В обороне припухаешь, а в разведке-веселое дело! Каждый раз новое задание. Каждую тропинку, каждый дот, каждую лощину знаешь. В обороне можно век прожить и немца не увидеть. Осколком тяжело ранят или убьют. Отвоевался. А в разведке ты живешь и жив будешь. Почему? Сплочение. Если на Алиева напали, разве я могу его оставить? Палец от руки не оторвать. Так и у нас!
— Расскажи, Алиев, за что вас командир взвода ругал.
— За что? Пошли в поиск. Честно потрудились, а не принесли данных. Он обругал. Ребята обиделись. А я им сказал: "Ребята, он нас, конечно, обидел недоверием. Думает, обманываем. Но от нас требуют данных. А их нет. Данные нужны Родине. Попросим его нас снова послать, опять пойдем, достанем "языка"!.. Пошли, достали! — рассказывает Алиев.
Недалеко от разведчиков в лощине расположились артиллеристы.
Из медсанбата с перевязанной рукой пришел батареец Муканов. Все помнят: стреляли прямой наводкой, вдруг артналет. Снаряды рвутся возле пушек. Кинулись в укрытия. Когда артобстрел прекратился, Муканов сказал: "Ребята, вылазьте, а то немцы заберут пушки!" Сам вылез, посмотрел, видит-немецкая пехота перебегает. Ничего не сказал товарищам, что немцы близко, кричит:
"Ну чего сидите? Я же стою-и ничего!" Вдруг пуля обожгла руку. Он не растерялся: "Глядите, я же стою-и ничего. И вы вылазьте!" Вылезли. Отстояли пушки.

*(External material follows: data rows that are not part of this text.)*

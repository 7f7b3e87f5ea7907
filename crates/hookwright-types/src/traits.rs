//! Collaborator trait definitions.

use crate::errors::{InputError, Result};
use crate::metadata::{HookInfo, PluginTypeInfo, ServiceInfo};

/// Source of hook, plugin type, and service metadata.
///
/// Implementers supply tables collected from a framework installation, or a
/// static built-in table. Generators treat a missing entry as invalid input.
pub trait MetadataSource: Send + Sync {
    /// Look up a hook by full name.
    fn hook(&self, name: &str) -> Option<&HookInfo>;

    /// All known hooks, in table order.
    fn hooks(&self) -> Vec<&HookInfo>;

    /// Look up a plugin type by id.
    fn plugin_type(&self, id: &str) -> Option<&PluginTypeInfo>;

    /// All known plugin types.
    fn plugin_types(&self) -> Vec<&PluginTypeInfo>;

    /// Look up a service by id.
    fn service(&self, id: &str) -> Option<&ServiceInfo>;

    /// All known services.
    fn services(&self) -> Vec<&ServiceInfo>;

    /// Look up a hook, reporting absence as an input error at `path`.
    fn require_hook(&self, name: &str, path: &str) -> Result<&HookInfo> {
        self.hook(name)
            .ok_or_else(|| InputError::new(path, format!("Unknown hook '{}'", name)).into())
    }

    /// Look up a plugin type, reporting absence as an input error at `path`.
    fn require_plugin_type(&self, id: &str, path: &str) -> Result<&PluginTypeInfo> {
        self.plugin_type(id)
            .ok_or_else(|| InputError::new(path, format!("Unknown plugin type '{}'", id)).into())
    }

    /// Look up a service, reporting absence as an input error at `path`.
    fn require_service(&self, id: &str, path: &str) -> Result<&ServiceInfo> {
        self.service(id)
            .ok_or_else(|| InputError::new(path, format!("Unknown service '{}'", id)).into())
    }
}

/// Read access to the files of an extension that already exists on disk.
///
/// The engine only reads through this trait during the merge phase and never
/// writes; writing is the calling tool's job.
pub trait ExtensionReader: Send + Sync {
    /// Contents of the file at `path` (relative to the extension root), or
    /// `None` if it does not exist.
    fn read(&self, path: &str) -> Option<&str>;

    /// All relative paths known to exist.
    fn paths(&self) -> Vec<&str>;
}
use assert_cmd::Command;
use predicates::prelude::*;
use std::fs;

fn hookwright() -> Command {
    let mut cmd = Command::cargo_bin("hookwright").unwrap();
    cmd.env("RUST_LOG", "off");
    cmd
}

const REQUEST: &str = "root_name: test_module\nhooks:\n  - hook_help\n  - hook_install\nreadme: true\n";

#[test]
fn test_components_lists_roots() {
    hookwright()
        .arg("components")
        .assert()
        .success()
        .stdout(predicate::str::contains("module"))
        .stdout(predicate::str::contains("hook_implementation").not());

    hookwright()
        .args(["components", "--all"])
        .assert()
        .success()
        .stdout(predicate::str::contains("hook_implementation"));
}

#[test]
fn test_hooks_filtered_by_group() {
    hookwright()
        .args(["hooks", "--group", "help"])
        .assert()
        .success()
        .stdout(predicate::str::contains("hook_help"))
        .stdout(predicate::str::contains("hook_form_alter").not());
}

#[test]
fn test_schema_as_json() {
    let output = hookwright().args(["schema", "service", "--format", "json"]).output().unwrap();
    assert!(output.status.success());
    let schema: serde_json::Value = serde_json::from_slice(&output.stdout).unwrap();
    assert_eq!(schema["service_name"]["required"], serde_json::json!(true));
    assert!(schema.get("root_component_name").is_none());
}

#[test]
fn test_schema_of_unknown_type_fails() {
    hookwright()
        .args(["schema", "nonsense"])
        .assert()
        .failure()
        .stderr(predicate::str::contains("Error:"));
}

#[test]
fn test_generate_writes_then_reports_unchanged() {
    let dir = tempfile::tempdir().unwrap();
    let request = dir.path().join("request.yml");
    fs::write(&request, REQUEST).unwrap();
    let output = dir.path().join("test_module");

    hookwright()
        .arg("generate")
        .arg(&request)
        .arg("--output")
        .arg(&output)
        .assert()
        .success()
        .stdout(predicate::str::contains("create"))
        .stdout(predicate::str::contains("test_module.install"));

    assert!(output.join("test_module.info.yml").is_file());
    assert!(output.join("README.md").is_file());
    let install = fs::read_to_string(output.join("test_module.install")).unwrap();
    assert!(install.contains("function test_module_install("));

    hookwright()
        .arg("generate")
        .arg(&request)
        .arg("--output")
        .arg(&output)
        .assert()
        .success()
        .stdout(predicate::str::contains("unchanged"))
        .stdout(predicate::str::contains("Wrote 0 of"));
}

#[test]
fn test_generate_keeps_hand_written_functions() {
    let dir = tempfile::tempdir().unwrap();
    let request = dir.path().join("request.yml");
    fs::write(&request, REQUEST).unwrap();
    let output = dir.path().join("test_module");
    fs::create_dir_all(&output).unwrap();
    fs::write(
        output.join("test_module.module"),
        "<?php\n\nfunction test_module_custom() {\n  return 1;\n}\n",
    )
    .unwrap();

    hookwright()
        .arg("generate")
        .arg(&request)
        .arg("-o")
        .arg(&output)
        .assert()
        .success()
        .stdout(predicate::str::contains("merge"));

    let module = fs::read_to_string(output.join("test_module.module")).unwrap();
    assert!(module.contains("function test_module_custom() {\n  return 1;\n}"));
    assert!(module.contains("function test_module_help("));
}

#[test]
fn test_dry_run_writes_nothing() {
    let dir = tempfile::tempdir().unwrap();
    let request = dir.path().join("request.yml");
    fs::write(&request, REQUEST).unwrap();
    let output = dir.path().join("out");

    hookwright()
        .arg("generate")
        .arg(&request)
        .arg("-o")
        .arg(&output)
        .arg("--dry-run")
        .assert()
        .success()
        .stdout(predicate::str::contains("Dry run"));
    assert!(!output.exists());
}

#[test]
fn test_stdout_prints_files() {
    let dir = tempfile::tempdir().unwrap();
    let request = dir.path().join("request.yml");
    fs::write(&request, "root_name: test_module\n").unwrap();

    hookwright()
        .arg("generate")
        .arg(&request)
        .arg("--stdout")
        .current_dir(dir.path())
        .assert()
        .success()
        .stdout(predicate::str::contains("==> test_module.info.yml <=="))
        .stdout(predicate::str::contains("name: 'Test module'"));
    assert!(!dir.path().join("test_module").exists());
}

#[test]
fn test_invalid_request_fails() {
    let dir = tempfile::tempdir().unwrap();
    let request = dir.path().join("request.yml");
    fs::write(&request, "root_name: test_module\nhooks: [hook_nope]\n").unwrap();

    hookwright()
        .arg("generate")
        .arg(&request)
        .arg("-o")
        .arg(dir.path().join("out"))
        .assert()
        .failure()
        .stderr(predicate::str::contains("Invalid request"));
}

#[test]
fn test_unsupported_core_version() {
    hookwright()
        .args(["schema", "module", "--core", "7"])
        .assert()
        .failure()
        .stderr(predicate::str::contains("Unsupported core version 7"));
}

#[test]
fn test_unreadable_existing_file_is_left_alone() {
    let dir = tempfile::tempdir().unwrap();
    let request = dir.path().join("request.yml");
    fs::write(&request, REQUEST).unwrap();
    let output = dir.path().join("test_module");
    fs::create_dir_all(&output).unwrap();
    let mut module = b"<?php\n\n/**\n * Caf".to_vec();
    module.push(0xE9);
    module.extend_from_slice(b".\n */\nfunction test_module_helper() {\n}\n");
    fs::write(output.join("test_module.module"), &module).unwrap();

    hookwright()
        .arg("generate")
        .arg(&request)
        .arg("-o")
        .arg(&output)
        .assert()
        .failure()
        .stderr(predicate::str::contains("test_module.module"));

    assert_eq!(fs::read(output.join("test_module.module")).unwrap(), module);
    assert!(!output.join("test_module.info.yml").exists());
}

На пеньке сидит майор, председатель парткомиссии. Принимают в партию отличившихся бойцов.
— Да ты не волнуйся, — говорят Хабибулину, — Спокойно отвечай на вопросы. Не руби сплеча!
— Да я это сам сознаю, а не могу с собой совладать! — смущенно отвечает Хабибулин.
У коновязи жуют овес кони, а у повозок расхаживают занятые каждый своим делом ездовые. Среди них старший сержант Ступышев. После второго ранения он из пулеметчиков стал старшиной транспортной роты. Он читает письмо.